You are viewing a plain text version of this content. The canonical link for it is here.

Posted to dev@iceberg.apache.org by Mayank Thirani <ma...@dremio.com> on 2022/03/29 01:11:32 UTC

Iceberg Partition by via Spark

Hi Team,

We are trying to use Spark for creating some sample tables for testing to
see how metadata file/ folders look when we use "partition by". Links which
helped us to follow:
https://iceberg.apache.org/docs/latest/spark-ddl/#alter-table--drop-partition-field

We created a table with partition by using one column (for say: city) and
can see the metadata file and folders created by city in S3 using below
commands:
create table samplesMainTestPartitionCity partition by (city) as select *
from sampleTable limit 1000

[image: image.png]
*00000-fc....json* is the metadata file generated for the same:

Secondly, we tried to drop the partition field (city) using the below
command:
ALTER TABLE nessie.samplesMainTestPartitionCity DROP PARTITION FIELD city

We got a new metadata file for it (*00001-9d.....json* is the new one).
But we can still use the partitions folder as shown above. Expectation was
that no such folders would be there.
So we tried to add a new partition field after dropping based on the below
command:
ALTER TABLE nessie.samplesMainTestPartitionCity ADD PARTITION FIELD state

We got a new metadata file for it (*00002-26.....json*) and no new folders
are generated based on the state.
This looks incorrect to us. Can you please explain.


-- 
Thanks
-Mayank

Re: Iceberg Partition by via Spark

Posted by Russell Spitzer <ru...@gmail.com>.

Changing an Iceberg Partition Spec does not change existing files or the
layout of files within the table. What it does is tell Iceberg how to write
new files
to the table and how they should be laid out.
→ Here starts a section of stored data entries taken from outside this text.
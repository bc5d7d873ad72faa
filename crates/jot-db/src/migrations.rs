use anyhow::Result;
use rusqlite::Connection;
use tracing::info;

pub fn run(conn: &Connection) -> Result<()> {
    conn.execute_batch(
        "
        CREATE TABLE IF NOT EXISTS notes (
            id            TEXT PRIMARY KEY,
            owner         TEXT NOT NULL,
            title         TEXT NOT NULL,
            body          TEXT NOT NULL,
            created_at    TEXT NOT NULL,
            remind_at     TEXT,
            delivered     INTEGER NOT NULL DEFAULT 0,
            delivered_at  TEXT
        );

        CREATE INDEX IF NOT EXISTS idx_notes_owner
            ON notes(owner, created_at);

        -- The scanner only ever looks at undelivered reminders.
        CREATE INDEX IF NOT EXISTS idx_notes_due
            ON notes(remind_at) WHERE delivered = 0;
        ",
    )?;

    info!("Database migrations complete");
    Ok(())
}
When evaluating predicates for scan planning always uses the predicate with
the partition spec that a particular file was written with. For example, if
you use a predicate
x = 5, and one file is partitioned by x and another file was not
partitioned by x. The File partitioned by x can be filtered using the
predicate, while the other file which was not partitioned
will be assumed to have values of X = 5 and will get passed to the next
layer of filtering.

To move fold files into the current spec you can use the
RewriteDataFilesAction.

On Mon, Mar 28, 2022 at 8:11 PM Mayank Thirani <ma...@dremio.com>
wrote:

> Hi Team,
>
> We are trying to use Spark for creating some sample tables for testing to
> see how metadata file/ folders look when we use "partition by". Links which
> helped us to follow:
>
> https://iceberg.apache.org/docs/latest/spark-ddl/#alter-table--drop-partition-field
>
> We created a table with partition by using one column (for say: city) and
> can see the metadata file and folders created by city in S3 using below
> commands:
> create table samplesMainTestPartitionCity partition by (city) as select *
> from sampleTable limit 1000
>
> [image: image.png]
> *00000-fc....json* is the metadata file generated for the same:
>
> Secondly, we tried to drop the partition field (city) using the below
> command:
> ALTER TABLE nessie.samplesMainTestPartitionCity DROP PARTITION FIELD city
>
> We got a new metadata file for it (*00001-9d.....json* is the new one).
> But we can still use the partitions folder as shown above. Expectation was
> that no such folders would be there.
> So we tried to add a new partition field after dropping based on the below
> command:
> ALTER TABLE nessie.samplesMainTestPartitionCity ADD PARTITION FIELD state
>
> We got a new metadata file for it (*00002-26.....json*) and no new
> folders are generated based on the state.
> This looks incorrect to us. Can you please explain.
>
>
> --
> Thanks
> -Mayank
>